A discrete Radeon HD 3450, clocked in at 600MHz engine and 1GHz memory, is around 40 per cent faster than the 780G, but teaming the two together - where the engine speed is reduced to the lowest denomintaor, 500MHz - increases discrete performance by a further 16 per cent for, effectively, free.

It's worth remembering that the onboard IGP uses the system's memory bandwidth, which is just 717MHz and inelegant when compared to the on-PCB modules for a discrete card.




The texture-heavy Enemy Territory: Quake Wars exacts a far greater toll on IGPs. Intel's X3500 renders unplayable frame-rates whilst the Radeon HD 3200 IGP's performance can be considered playable, just.

Here, a discrete HD 3450 card, retailing at around £25, is around 35 per cent faster, but teaming the two together, via Hybrid CrossFire, adds a further 13 per cent.

Of course, the same HD 3450 256MiB card could be placed in the Intel platform and would benchmark at roughly the same levels.
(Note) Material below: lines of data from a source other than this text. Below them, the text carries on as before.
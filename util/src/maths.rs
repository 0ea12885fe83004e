//! Utility maths functions

// ---------------------------------------------------------------------------
// IMPORTS
// ---------------------------------------------------------------------------

use nalgebra::{Isometry3, UnitQuaternion, Vector3};
use num_traits::Float;

// ---------------------------------------------------------------------------
// SCALAR FUNCTIONS
// ---------------------------------------------------------------------------

/// Wrap an angle into the range (-pi, pi].
pub fn wrap_pi<T>(value: T) -> T
where
    T: Float,
{
    let pi_t = T::from(std::f64::consts::PI).unwrap_or_else(T::zero);
    let tau_t = pi_t + pi_t;

    let mut r = rem_euclid(value + pi_t, tau_t) - pi_t;
    if r <= -pi_t {
        r = r + tau_t;
    }
    r
}

/// Calculates the least nonnegative remainder of `lhs (mod rhs)`.
///
/// This function is taken from the std library as num is missing it.
pub fn rem_euclid<T>(lhs: T, rhs: T) -> T
where
    T: Float,
{
    let r = lhs % rhs;
    if r < T::zero() {
        r + rhs.abs()
    } else {
        r
    }
}

// ---------------------------------------------------------------------------
// ROTATION FUNCTIONS
// ---------------------------------------------------------------------------

/// Build an isometry from a position and roll-pitch-yaw angles (radians).
pub fn isometry_from_rpy(position: &Vector3<f64>, rpy_rad: &Vector3<f64>) -> Isometry3<f64> {
    Isometry3::from_parts(
        (*position).into(),
        UnitQuaternion::from_euler_angles(rpy_rad[0], rpy_rad[1], rpy_rad[2]),
    )
}

/// Get the rotation error between two orientations as an axis-angle vector,
/// expressed in the common base frame.
///
/// Rotating `from` by the returned vector (applied in the base frame) gives
/// `to`.
pub fn rotation_error(from: &UnitQuaternion<f64>, to: &UnitQuaternion<f64>) -> Vector3<f64> {
    (to * from.inverse()).scaled_axis()
}

#[cfg(test)]
mod test {
    use super::*;
    use std::f64::consts::{FRAC_PI_2, PI, TAU};

    #[test]
    fn test_wrap_pi() {
        assert!((wrap_pi(TAU + 1.0) - 1.0).abs() < 1e-12);
        assert!((wrap_pi(-PI) - PI).abs() < 1e-12);
        assert!((wrap_pi(PI) - PI).abs() < 1e-12);
        assert!((wrap_pi(-FRAC_PI_2) + FRAC_PI_2).abs() < 1e-12);
        assert!((wrap_pi(-3.0 * PI / 2.0) - FRAC_PI_2).abs() < 1e-12);
    }

    #[test]
    fn test_rem_euclid() {
        assert_eq!(rem_euclid(7.0, 4.0), 3.0);
        assert_eq!(rem_euclid(-1.0, 4.0), 3.0);
    }

    #[test]
    fn test_isometry_from_rpy() {
        let iso = isometry_from_rpy(&Vector3::new(1.0, 2.0, 3.0), &Vector3::new(0.0, 0.0, FRAC_PI_2));

        assert_eq!(iso.translation.vector, Vector3::new(1.0, 2.0, 3.0));
        let x = iso.rotation * Vector3::x();
        assert!((x - Vector3::y()).norm() < 1e-12);
    }

    #[test]
    fn test_rotation_error() {
        let from = UnitQuaternion::from_axis_angle(&Vector3::x_axis(), 0.2);
        let to = UnitQuaternion::from_axis_angle(&Vector3::x_axis(), 0.5);
        let err = rotation_error(&from, &to);
        assert!((err - Vector3::new(0.3, 0.0, 0.0)).norm() < 1e-12);
        assert!(rotation_error(&to, &to).norm() < 1e-12);

        // Error is in the base frame
        let from = UnitQuaternion::from_axis_angle(&Vector3::z_axis(), FRAC_PI_2);
        let to = UnitQuaternion::from_axis_angle(&Vector3::x_axis(), 0.1) * from;
        assert!((rotation_error(&from, &to) - Vector3::new(0.1, 0.0, 0.0)).norm() < 1e-12);
    }
}
//! Generic parameters functions
//!
//! Parameter files are TOML files kept in the `params` directory of the
//! software root. They can be loaded either straight into a typed parameter
//! struct with [`load`], or into a [`ParamTable`] which provides loosely typed
//! getters with defaults.

// ---------------------------------------------------------------------------
// IMPORTS
// ---------------------------------------------------------------------------

use serde::de::DeserializeOwned;
use std::fs::read_to_string;
use std::path::{Path, PathBuf};
use thiserror::Error;
use toml;

// ---------------------------------------------------------------------------
// DATA STRUCTURES
// ---------------------------------------------------------------------------

/// A loaded parameter file with typed accessors.
///
/// Keys are dotted paths into the TOML document, e.g. `"monitor.poll_period_s"`.
/// Every getter takes a default which is returned if the key is missing or
/// holds a value of a different type.
#[derive(Debug, Clone)]
pub struct ParamTable {
    root: toml::Value,
}

// ---------------------------------------------------------------------------
// ENUMERATIONS
// ---------------------------------------------------------------------------

/// An error that occurs during loading of a parameter file.
#[derive(Debug, Error)]
pub enum LoadError {
    #[error("Cannot find the software root directory: {0}")]
    SwRootNotFound(std::io::Error),

    #[error("Cannot load the parmeter file {0:?}: {1}")]
    FileLoadError(PathBuf, std::io::Error),

    #[error("Cannot read the parameter file: {0}")]
    DeserialiseError(toml::de::Error),
}

// ---------------------------------------------------------------------------
// IMPLEMENTATIONS
// ---------------------------------------------------------------------------

impl ParamTable {
    /// Load a parameter table from a file in the params directory.
    pub fn load(param_file_path: &str) -> Result<Self, LoadError> {
        Self::load_from_path(params_path(param_file_path)?)
    }

    /// Load a parameter table from an explicit path.
    pub fn load_from_path<P: AsRef<Path>>(path: P) -> Result<Self, LoadError> {
        Ok(Self {
            root: load_from_path(path)?,
        })
    }

    /// Parse a parameter table from a TOML string.
    pub fn parse(s: &str) -> Result<Self, LoadError> {
        Ok(Self {
            root: toml::from_str(s).map_err(LoadError::DeserialiseError)?,
        })
    }

    /// Returns true if the key exists in the table.
    pub fn has_key(&self, key: &str) -> bool {
        self.get(key).is_some()
    }

    /// Get an integer value.
    pub fn get_int(&self, key: &str, default: i64) -> i64 {
        self.get(key).and_then(|v| v.as_integer()).unwrap_or(default)
    }

    /// Get a floating point value. Integer values are accepted and converted.
    pub fn get_f64(&self, key: &str, default: f64) -> f64 {
        match self.get(key) {
            Some(toml::Value::Float(f)) => *f,
            Some(toml::Value::Integer(i)) => *i as f64,
            _ => default,
        }
    }

    /// Get a boolean value.
    pub fn get_bool(&self, key: &str, default: bool) -> bool {
        self.get(key).and_then(|v| v.as_bool()).unwrap_or(default)
    }

    /// Get a string value.
    pub fn get_str(&self, key: &str, default: &str) -> String {
        self.get(key)
            .and_then(|v| v.as_str())
            .unwrap_or(default)
            .to_string()
    }

    /// Deserialise the value at the given key into a typed struct.
    ///
    /// Returns `None` if the key doesn't exist or the value doesn't match.
    pub fn get_typed<P: DeserializeOwned>(&self, key: &str) -> Option<P> {
        self.get(key).and_then(|v| v.clone().try_into().ok())
    }

    fn get(&self, key: &str) -> Option<&toml::Value> {
        key.split('.')
            .try_fold(&self.root, |value, part| value.as_table()?.get(part))
    }
}

// ---------------------------------------------------------------------------
// PUBLIC FUNCTIONS
// ---------------------------------------------------------------------------

/// Load a parameter file
///
/// The file path is relative to the `{sw_root}/params` directory
pub fn load<P>(param_file_path: &str) -> Result<P, LoadError>
where
    P: DeserializeOwned,
{
    load_from_path(params_path(param_file_path)?)
}

/// Load a parameter file from an explicit path
pub fn load_from_path<P, F>(path: F) -> Result<P, LoadError>
where
    P: DeserializeOwned,
    F: AsRef<Path>,
{
    let params_str = read_to_string(path.as_ref())
        .map_err(|e| LoadError::FileLoadError(path.as_ref().to_path_buf(), e))?;

    toml::from_str(params_str.as_str()).map_err(LoadError::DeserialiseError)
}

/// Get the full path to a file in the params directory
pub fn params_path(param_file_path: &str) -> Result<PathBuf, LoadError> {
    let mut path = crate::host::get_sw_root().map_err(LoadError::SwRootNotFound)?;
    path.push("params");
    path.push(param_file_path);
    Ok(path)
}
Again, we see a >30fps average frame-rate in Company of Heroes: Opposing Fronts, which is double that of the X3500. A discrete card is around 40 per cent faster, sure, but scaling is such that an extra 22 per cent is gained when activating the onboard IGP via the CATALYST Control Centre's CrossFire tab.




Here, we've run the same test but included 4x AA, which the Intel X3500 cannot do. Hybrid CrossFire adds 26 per cent over the HD 3450's performance and makes the game playable.



What of DX10 gameplay, then? The answer is that all low-end cards and IGPs suffer terribly with the code-path in CoH. Indeed, CrossFire scaling provides no frame-rate benefit and the overhead is manifested in a lower-than-expected score.

Gaming summary

3D performance is at least twice that of Intel's X3500, found on the G35 chipset. You should be able to play most games at 1,024x768 with low-to-medium image-quality settings and still have fluid frame-rates.

It's still not as fast as a low-end discrete card, of course, but the IGP can provide an up-to 25 per cent boost to a HD 3450's benchmarks when leveraged in Hybrid CrossFire.